Search the material for the string "BindingResource" and reply with how many lines contain it, nothing else.

START The records

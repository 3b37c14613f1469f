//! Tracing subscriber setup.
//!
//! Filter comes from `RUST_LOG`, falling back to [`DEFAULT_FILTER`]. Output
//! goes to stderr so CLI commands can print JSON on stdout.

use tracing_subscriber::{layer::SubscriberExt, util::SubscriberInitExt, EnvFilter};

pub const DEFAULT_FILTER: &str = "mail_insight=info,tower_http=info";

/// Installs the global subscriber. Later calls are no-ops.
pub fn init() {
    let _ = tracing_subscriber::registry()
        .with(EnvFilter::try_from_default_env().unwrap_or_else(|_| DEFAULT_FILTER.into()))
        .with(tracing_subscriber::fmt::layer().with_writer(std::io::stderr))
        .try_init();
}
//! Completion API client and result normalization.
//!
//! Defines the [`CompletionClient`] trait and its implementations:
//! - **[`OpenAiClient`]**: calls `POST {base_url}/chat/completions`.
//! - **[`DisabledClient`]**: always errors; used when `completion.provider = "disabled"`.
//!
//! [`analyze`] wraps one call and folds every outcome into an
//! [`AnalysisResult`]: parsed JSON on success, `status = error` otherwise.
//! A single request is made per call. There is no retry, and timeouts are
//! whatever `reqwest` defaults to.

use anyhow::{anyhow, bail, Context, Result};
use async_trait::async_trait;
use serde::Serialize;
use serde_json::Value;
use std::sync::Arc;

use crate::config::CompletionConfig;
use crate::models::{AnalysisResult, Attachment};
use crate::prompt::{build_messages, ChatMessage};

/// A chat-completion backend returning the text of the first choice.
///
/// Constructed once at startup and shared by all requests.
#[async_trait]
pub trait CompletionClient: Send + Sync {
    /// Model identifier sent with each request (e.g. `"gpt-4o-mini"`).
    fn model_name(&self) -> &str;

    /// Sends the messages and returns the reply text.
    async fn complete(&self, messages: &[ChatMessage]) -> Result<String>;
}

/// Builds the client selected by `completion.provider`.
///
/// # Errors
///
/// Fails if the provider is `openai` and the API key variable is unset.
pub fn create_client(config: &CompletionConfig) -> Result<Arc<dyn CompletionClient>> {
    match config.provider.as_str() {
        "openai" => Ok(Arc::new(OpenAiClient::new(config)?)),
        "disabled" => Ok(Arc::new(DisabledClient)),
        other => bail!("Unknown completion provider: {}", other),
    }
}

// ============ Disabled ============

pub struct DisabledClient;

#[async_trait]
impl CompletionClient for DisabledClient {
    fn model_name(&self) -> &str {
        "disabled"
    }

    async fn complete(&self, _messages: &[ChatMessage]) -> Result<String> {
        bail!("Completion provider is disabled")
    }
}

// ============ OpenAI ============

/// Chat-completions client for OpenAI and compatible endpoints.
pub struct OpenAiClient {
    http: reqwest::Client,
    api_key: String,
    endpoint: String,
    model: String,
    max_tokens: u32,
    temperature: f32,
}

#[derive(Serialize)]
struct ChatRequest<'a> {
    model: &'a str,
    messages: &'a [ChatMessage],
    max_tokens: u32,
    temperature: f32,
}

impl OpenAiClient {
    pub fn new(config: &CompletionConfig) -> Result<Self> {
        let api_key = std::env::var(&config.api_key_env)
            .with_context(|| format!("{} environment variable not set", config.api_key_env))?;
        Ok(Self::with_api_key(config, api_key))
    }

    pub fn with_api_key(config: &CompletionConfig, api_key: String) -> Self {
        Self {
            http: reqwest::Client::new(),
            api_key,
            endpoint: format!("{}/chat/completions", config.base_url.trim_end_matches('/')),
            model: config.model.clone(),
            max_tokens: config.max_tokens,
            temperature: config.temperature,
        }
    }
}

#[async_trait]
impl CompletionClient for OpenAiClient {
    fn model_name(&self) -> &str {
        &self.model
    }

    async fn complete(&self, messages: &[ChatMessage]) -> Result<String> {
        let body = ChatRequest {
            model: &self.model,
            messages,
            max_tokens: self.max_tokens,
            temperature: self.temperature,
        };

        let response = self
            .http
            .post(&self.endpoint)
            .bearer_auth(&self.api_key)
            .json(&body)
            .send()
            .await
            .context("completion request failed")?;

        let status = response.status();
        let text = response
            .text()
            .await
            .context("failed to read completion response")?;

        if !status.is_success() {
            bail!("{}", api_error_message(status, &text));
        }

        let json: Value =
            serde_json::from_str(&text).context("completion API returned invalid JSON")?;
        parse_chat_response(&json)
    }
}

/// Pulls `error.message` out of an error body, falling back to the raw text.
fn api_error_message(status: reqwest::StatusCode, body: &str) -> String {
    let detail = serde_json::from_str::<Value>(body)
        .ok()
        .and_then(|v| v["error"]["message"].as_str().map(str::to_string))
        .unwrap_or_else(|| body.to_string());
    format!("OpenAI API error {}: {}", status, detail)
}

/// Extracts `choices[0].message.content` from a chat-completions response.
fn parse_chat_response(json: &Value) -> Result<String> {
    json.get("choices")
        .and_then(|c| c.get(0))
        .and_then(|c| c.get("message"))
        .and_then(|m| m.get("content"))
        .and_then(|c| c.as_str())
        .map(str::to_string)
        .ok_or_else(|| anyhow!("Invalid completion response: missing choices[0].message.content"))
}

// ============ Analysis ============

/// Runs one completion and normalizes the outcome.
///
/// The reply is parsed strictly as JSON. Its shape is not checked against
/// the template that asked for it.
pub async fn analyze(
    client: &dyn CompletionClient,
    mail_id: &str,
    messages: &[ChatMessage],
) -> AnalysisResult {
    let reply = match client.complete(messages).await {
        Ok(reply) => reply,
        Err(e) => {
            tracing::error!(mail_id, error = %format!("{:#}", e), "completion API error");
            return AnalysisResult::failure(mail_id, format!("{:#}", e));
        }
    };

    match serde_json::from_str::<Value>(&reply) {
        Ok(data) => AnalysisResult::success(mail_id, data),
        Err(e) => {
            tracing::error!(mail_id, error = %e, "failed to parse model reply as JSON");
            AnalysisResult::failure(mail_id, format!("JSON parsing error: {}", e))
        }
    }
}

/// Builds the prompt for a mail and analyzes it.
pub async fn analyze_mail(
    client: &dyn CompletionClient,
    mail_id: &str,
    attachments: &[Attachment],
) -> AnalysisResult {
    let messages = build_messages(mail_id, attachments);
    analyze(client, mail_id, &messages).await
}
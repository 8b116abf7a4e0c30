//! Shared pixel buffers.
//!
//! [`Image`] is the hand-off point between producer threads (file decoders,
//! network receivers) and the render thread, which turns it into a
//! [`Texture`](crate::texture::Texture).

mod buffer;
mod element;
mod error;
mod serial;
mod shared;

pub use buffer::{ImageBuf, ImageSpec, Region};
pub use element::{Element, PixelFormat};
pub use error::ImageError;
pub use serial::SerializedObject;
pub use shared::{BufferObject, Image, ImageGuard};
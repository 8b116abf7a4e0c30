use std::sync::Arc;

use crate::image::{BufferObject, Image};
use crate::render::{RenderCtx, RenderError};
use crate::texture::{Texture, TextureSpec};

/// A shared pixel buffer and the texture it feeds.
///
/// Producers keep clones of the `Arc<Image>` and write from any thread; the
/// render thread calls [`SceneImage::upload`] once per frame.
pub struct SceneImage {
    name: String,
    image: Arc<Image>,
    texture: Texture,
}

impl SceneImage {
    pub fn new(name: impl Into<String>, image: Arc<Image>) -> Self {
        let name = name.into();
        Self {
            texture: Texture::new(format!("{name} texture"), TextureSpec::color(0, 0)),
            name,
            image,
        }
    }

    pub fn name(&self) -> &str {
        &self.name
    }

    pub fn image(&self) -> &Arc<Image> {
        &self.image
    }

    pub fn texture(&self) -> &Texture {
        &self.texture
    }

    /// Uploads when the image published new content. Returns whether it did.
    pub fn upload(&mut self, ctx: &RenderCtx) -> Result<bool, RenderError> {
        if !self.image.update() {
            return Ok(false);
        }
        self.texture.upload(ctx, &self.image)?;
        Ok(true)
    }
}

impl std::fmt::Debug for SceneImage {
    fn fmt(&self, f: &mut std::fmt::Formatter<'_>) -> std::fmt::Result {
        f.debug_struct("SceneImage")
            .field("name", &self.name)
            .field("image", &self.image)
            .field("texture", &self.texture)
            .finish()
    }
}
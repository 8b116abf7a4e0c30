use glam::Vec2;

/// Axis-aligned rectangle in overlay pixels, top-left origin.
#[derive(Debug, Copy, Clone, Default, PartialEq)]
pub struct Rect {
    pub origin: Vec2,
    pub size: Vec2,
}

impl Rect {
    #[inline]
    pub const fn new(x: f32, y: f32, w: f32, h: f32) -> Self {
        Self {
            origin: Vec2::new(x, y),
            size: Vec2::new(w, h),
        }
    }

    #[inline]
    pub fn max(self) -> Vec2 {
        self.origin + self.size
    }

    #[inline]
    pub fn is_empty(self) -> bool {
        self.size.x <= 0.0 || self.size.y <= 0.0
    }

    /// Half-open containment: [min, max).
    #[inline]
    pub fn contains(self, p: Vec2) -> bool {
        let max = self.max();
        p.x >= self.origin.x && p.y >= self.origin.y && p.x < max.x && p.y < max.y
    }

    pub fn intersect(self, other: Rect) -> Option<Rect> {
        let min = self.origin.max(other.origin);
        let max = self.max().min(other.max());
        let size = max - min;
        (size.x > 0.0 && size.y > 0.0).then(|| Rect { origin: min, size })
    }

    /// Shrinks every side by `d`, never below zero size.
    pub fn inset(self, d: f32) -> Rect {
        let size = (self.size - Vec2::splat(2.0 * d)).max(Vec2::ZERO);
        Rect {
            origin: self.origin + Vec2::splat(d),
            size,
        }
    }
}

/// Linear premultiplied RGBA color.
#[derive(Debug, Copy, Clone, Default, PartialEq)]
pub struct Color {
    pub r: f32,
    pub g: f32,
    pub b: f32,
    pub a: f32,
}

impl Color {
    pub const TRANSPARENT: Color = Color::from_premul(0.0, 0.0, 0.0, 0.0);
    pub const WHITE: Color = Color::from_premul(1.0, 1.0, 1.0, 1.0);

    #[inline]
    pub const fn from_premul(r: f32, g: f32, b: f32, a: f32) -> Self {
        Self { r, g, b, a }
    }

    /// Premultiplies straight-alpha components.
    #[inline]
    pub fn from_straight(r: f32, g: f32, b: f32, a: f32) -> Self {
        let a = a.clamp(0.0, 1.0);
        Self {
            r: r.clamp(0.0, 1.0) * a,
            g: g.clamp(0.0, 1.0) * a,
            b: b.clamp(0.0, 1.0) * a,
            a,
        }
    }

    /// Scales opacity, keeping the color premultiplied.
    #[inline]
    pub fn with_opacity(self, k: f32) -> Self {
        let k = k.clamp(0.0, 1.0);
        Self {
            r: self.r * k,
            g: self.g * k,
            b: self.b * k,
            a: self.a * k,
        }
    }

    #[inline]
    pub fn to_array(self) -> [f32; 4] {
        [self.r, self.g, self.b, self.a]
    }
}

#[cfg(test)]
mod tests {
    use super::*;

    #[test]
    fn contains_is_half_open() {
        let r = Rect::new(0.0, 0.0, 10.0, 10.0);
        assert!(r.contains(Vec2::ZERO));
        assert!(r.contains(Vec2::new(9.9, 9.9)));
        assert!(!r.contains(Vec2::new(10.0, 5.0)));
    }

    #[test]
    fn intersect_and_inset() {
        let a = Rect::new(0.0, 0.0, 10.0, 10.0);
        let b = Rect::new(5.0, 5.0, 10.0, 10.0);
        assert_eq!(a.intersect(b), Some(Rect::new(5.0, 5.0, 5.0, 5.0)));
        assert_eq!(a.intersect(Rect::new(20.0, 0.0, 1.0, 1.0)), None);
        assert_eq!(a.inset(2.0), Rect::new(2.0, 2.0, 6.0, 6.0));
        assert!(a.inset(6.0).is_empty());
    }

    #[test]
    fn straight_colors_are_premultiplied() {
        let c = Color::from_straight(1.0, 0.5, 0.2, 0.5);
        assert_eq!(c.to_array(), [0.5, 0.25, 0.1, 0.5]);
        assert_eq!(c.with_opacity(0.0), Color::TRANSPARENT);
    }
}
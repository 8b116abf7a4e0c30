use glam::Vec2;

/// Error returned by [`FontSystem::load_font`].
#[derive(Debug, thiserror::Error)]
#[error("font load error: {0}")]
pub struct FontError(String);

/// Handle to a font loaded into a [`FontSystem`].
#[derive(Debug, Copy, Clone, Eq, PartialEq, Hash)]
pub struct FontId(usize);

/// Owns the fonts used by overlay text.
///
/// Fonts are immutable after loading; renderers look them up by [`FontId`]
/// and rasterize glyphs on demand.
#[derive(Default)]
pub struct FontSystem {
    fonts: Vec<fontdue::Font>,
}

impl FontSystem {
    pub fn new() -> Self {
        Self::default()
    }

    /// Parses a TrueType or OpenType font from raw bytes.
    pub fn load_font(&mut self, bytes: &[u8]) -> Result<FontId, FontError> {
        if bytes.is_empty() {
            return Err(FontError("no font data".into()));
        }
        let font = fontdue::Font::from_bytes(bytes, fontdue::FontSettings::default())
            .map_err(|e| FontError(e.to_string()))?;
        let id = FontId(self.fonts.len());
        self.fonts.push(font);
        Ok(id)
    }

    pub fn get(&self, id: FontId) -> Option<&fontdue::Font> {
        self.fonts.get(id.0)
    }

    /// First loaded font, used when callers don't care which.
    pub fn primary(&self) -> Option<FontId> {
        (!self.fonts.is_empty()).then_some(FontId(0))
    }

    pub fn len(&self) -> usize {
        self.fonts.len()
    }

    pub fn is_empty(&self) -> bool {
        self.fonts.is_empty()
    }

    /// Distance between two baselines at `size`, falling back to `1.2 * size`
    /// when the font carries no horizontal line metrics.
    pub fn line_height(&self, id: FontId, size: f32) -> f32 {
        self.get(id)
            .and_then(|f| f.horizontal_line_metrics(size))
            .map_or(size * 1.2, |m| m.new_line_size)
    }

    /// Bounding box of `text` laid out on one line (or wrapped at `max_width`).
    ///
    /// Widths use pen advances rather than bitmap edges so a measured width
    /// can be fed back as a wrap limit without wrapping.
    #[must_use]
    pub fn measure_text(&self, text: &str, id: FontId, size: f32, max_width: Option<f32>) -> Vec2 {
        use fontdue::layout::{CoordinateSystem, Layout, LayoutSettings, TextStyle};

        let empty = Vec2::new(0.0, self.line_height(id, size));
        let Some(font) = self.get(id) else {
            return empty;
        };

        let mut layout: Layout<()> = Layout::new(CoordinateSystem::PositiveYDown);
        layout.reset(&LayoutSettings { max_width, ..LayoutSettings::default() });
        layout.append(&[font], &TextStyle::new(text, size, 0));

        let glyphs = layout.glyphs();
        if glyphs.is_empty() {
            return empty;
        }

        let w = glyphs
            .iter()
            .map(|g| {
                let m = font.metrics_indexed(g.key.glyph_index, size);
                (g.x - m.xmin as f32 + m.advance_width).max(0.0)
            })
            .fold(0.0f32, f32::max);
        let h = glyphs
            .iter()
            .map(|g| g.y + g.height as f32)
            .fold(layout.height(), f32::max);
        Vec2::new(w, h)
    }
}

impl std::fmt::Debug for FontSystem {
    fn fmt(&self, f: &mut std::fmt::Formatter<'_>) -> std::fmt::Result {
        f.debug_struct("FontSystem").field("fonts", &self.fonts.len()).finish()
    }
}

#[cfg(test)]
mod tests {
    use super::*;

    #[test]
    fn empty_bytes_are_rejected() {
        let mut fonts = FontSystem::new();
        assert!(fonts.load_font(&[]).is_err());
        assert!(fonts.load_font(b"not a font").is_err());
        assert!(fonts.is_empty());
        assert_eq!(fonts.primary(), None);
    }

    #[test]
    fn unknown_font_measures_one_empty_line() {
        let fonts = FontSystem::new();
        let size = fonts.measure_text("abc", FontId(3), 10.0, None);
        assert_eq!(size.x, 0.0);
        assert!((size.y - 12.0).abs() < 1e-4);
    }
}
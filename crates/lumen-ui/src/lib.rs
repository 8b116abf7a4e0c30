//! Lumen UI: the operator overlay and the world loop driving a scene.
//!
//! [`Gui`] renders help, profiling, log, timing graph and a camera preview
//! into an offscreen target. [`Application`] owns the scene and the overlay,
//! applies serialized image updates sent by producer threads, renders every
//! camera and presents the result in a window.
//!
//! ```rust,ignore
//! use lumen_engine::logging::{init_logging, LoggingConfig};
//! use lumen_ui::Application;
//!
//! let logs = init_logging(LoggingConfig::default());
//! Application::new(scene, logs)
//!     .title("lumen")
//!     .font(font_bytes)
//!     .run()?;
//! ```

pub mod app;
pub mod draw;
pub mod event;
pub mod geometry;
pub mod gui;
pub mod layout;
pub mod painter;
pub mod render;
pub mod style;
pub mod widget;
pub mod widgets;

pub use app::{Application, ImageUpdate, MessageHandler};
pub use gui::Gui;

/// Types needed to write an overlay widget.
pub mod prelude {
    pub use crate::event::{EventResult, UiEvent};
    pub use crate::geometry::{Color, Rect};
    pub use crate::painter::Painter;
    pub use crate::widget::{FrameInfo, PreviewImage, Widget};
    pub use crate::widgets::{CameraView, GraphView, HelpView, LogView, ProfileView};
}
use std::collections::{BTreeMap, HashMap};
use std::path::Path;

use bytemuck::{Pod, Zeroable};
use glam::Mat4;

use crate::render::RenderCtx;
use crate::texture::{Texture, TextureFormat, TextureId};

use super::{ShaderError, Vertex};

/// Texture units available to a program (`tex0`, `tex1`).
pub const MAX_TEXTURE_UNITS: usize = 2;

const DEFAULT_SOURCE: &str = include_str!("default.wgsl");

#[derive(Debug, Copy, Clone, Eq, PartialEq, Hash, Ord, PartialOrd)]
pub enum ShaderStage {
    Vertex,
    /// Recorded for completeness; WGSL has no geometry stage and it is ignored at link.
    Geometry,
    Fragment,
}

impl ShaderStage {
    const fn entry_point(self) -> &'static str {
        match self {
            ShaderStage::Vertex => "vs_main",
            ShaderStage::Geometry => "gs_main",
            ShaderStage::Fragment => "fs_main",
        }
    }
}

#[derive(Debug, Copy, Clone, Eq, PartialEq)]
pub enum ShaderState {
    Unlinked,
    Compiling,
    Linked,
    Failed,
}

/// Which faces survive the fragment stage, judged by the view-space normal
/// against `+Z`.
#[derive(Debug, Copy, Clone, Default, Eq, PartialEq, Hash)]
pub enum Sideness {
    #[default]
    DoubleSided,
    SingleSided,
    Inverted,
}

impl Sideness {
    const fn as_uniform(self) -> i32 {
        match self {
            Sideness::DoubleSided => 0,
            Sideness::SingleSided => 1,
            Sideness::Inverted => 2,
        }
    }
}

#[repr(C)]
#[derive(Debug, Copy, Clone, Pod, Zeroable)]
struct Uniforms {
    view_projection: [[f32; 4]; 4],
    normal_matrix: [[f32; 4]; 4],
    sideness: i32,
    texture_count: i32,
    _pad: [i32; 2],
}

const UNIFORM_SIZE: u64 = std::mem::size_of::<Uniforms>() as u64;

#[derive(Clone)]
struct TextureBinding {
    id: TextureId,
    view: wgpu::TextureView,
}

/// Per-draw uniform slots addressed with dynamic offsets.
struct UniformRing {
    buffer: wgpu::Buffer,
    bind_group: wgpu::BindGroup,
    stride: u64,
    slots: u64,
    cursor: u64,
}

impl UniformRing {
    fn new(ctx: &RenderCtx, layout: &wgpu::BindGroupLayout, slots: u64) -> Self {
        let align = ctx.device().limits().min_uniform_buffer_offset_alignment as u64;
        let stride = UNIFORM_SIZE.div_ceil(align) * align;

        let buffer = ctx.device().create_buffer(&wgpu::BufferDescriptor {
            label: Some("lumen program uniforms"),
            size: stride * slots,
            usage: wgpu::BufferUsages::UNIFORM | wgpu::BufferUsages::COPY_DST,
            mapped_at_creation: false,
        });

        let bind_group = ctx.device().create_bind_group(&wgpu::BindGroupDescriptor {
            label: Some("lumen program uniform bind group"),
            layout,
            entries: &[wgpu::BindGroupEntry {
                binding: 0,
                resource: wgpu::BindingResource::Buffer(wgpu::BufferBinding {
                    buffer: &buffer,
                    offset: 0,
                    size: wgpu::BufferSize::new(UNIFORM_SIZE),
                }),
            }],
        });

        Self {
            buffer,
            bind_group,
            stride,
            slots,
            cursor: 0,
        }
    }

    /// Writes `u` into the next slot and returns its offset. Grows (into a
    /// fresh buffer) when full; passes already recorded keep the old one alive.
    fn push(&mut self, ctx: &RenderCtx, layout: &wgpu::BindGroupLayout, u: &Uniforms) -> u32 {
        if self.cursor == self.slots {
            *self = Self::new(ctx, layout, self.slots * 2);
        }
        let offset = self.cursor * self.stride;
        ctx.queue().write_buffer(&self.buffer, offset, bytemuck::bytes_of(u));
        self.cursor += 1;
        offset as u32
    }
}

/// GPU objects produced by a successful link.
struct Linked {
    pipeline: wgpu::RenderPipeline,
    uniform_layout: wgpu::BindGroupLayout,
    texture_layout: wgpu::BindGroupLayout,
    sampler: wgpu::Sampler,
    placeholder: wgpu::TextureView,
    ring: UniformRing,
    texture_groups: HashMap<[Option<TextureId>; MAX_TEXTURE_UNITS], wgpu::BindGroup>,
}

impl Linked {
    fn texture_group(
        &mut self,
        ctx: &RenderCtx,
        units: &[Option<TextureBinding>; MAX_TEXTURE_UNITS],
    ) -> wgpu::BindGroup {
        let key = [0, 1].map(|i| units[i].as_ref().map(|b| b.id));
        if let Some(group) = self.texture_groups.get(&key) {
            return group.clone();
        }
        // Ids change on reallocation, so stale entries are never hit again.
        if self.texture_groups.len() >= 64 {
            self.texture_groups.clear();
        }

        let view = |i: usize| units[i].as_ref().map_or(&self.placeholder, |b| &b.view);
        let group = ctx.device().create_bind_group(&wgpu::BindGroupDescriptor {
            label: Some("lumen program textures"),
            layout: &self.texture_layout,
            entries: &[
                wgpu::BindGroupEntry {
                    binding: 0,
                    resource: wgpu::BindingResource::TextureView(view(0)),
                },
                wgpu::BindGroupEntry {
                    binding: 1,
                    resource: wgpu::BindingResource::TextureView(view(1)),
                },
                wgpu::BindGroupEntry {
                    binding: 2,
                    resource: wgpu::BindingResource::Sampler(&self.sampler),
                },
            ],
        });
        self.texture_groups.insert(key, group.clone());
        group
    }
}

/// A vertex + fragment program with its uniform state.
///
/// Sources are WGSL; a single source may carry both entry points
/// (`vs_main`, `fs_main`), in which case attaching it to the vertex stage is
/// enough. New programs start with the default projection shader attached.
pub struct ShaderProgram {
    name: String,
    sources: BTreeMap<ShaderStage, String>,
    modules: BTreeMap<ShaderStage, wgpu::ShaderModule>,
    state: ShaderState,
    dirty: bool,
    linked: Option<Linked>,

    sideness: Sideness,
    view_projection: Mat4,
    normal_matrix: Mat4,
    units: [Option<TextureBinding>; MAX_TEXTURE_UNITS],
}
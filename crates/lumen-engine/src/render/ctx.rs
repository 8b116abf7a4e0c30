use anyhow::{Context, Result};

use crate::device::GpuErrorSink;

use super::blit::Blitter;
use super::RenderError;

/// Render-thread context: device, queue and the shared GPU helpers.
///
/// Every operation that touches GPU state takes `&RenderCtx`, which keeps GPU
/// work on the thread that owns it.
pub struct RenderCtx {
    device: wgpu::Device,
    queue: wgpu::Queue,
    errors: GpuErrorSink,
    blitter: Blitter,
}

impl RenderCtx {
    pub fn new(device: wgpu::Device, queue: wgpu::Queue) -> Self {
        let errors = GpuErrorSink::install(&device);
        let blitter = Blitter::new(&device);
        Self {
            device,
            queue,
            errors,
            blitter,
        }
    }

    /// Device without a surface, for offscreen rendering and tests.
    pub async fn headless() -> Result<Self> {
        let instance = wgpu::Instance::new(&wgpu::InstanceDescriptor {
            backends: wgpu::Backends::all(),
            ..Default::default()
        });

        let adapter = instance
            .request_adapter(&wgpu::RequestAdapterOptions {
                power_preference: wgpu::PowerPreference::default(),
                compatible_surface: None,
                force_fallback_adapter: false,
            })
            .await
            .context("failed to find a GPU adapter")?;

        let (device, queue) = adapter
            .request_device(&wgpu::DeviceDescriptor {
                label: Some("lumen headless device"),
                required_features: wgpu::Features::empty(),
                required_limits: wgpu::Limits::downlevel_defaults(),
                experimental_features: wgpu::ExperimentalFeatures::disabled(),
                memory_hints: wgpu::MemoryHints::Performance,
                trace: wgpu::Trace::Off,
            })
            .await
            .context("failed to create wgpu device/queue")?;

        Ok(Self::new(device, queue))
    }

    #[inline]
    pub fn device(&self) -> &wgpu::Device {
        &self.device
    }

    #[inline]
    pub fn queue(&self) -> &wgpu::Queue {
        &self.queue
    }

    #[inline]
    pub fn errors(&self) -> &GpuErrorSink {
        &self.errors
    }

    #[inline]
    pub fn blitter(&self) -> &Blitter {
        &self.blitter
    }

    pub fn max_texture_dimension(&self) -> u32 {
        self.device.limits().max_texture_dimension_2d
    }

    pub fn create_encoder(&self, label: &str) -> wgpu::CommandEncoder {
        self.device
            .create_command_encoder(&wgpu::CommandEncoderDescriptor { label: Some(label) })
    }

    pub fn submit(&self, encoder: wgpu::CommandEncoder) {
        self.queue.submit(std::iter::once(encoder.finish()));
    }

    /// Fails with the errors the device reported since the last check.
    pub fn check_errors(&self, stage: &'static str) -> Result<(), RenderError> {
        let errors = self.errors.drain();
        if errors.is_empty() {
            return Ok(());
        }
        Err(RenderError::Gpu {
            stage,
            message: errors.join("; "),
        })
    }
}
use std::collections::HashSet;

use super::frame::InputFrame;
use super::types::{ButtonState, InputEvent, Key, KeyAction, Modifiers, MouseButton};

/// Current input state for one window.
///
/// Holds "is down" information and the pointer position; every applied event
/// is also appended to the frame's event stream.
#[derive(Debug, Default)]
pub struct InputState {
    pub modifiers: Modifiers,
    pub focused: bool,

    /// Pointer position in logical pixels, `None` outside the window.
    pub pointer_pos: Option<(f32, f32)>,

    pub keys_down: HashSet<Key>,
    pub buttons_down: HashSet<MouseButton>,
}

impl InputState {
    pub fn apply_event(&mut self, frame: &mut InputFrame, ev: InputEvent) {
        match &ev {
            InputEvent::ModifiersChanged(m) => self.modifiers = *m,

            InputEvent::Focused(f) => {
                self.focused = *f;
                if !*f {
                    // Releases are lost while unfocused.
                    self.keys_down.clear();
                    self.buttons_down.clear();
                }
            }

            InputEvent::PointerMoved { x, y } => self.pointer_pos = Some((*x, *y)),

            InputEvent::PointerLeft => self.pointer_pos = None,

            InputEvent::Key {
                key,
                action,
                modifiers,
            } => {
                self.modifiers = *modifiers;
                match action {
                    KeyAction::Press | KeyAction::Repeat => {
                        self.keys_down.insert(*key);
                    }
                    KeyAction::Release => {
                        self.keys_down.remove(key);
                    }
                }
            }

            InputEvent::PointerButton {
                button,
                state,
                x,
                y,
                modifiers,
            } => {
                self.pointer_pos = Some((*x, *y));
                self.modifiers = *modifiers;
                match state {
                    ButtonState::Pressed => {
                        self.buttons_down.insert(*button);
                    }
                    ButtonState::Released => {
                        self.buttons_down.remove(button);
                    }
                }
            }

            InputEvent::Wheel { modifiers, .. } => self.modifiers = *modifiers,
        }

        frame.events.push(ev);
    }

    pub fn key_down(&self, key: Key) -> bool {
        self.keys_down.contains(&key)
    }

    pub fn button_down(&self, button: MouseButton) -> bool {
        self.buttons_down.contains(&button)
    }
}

END The records

◆ Final answer:
4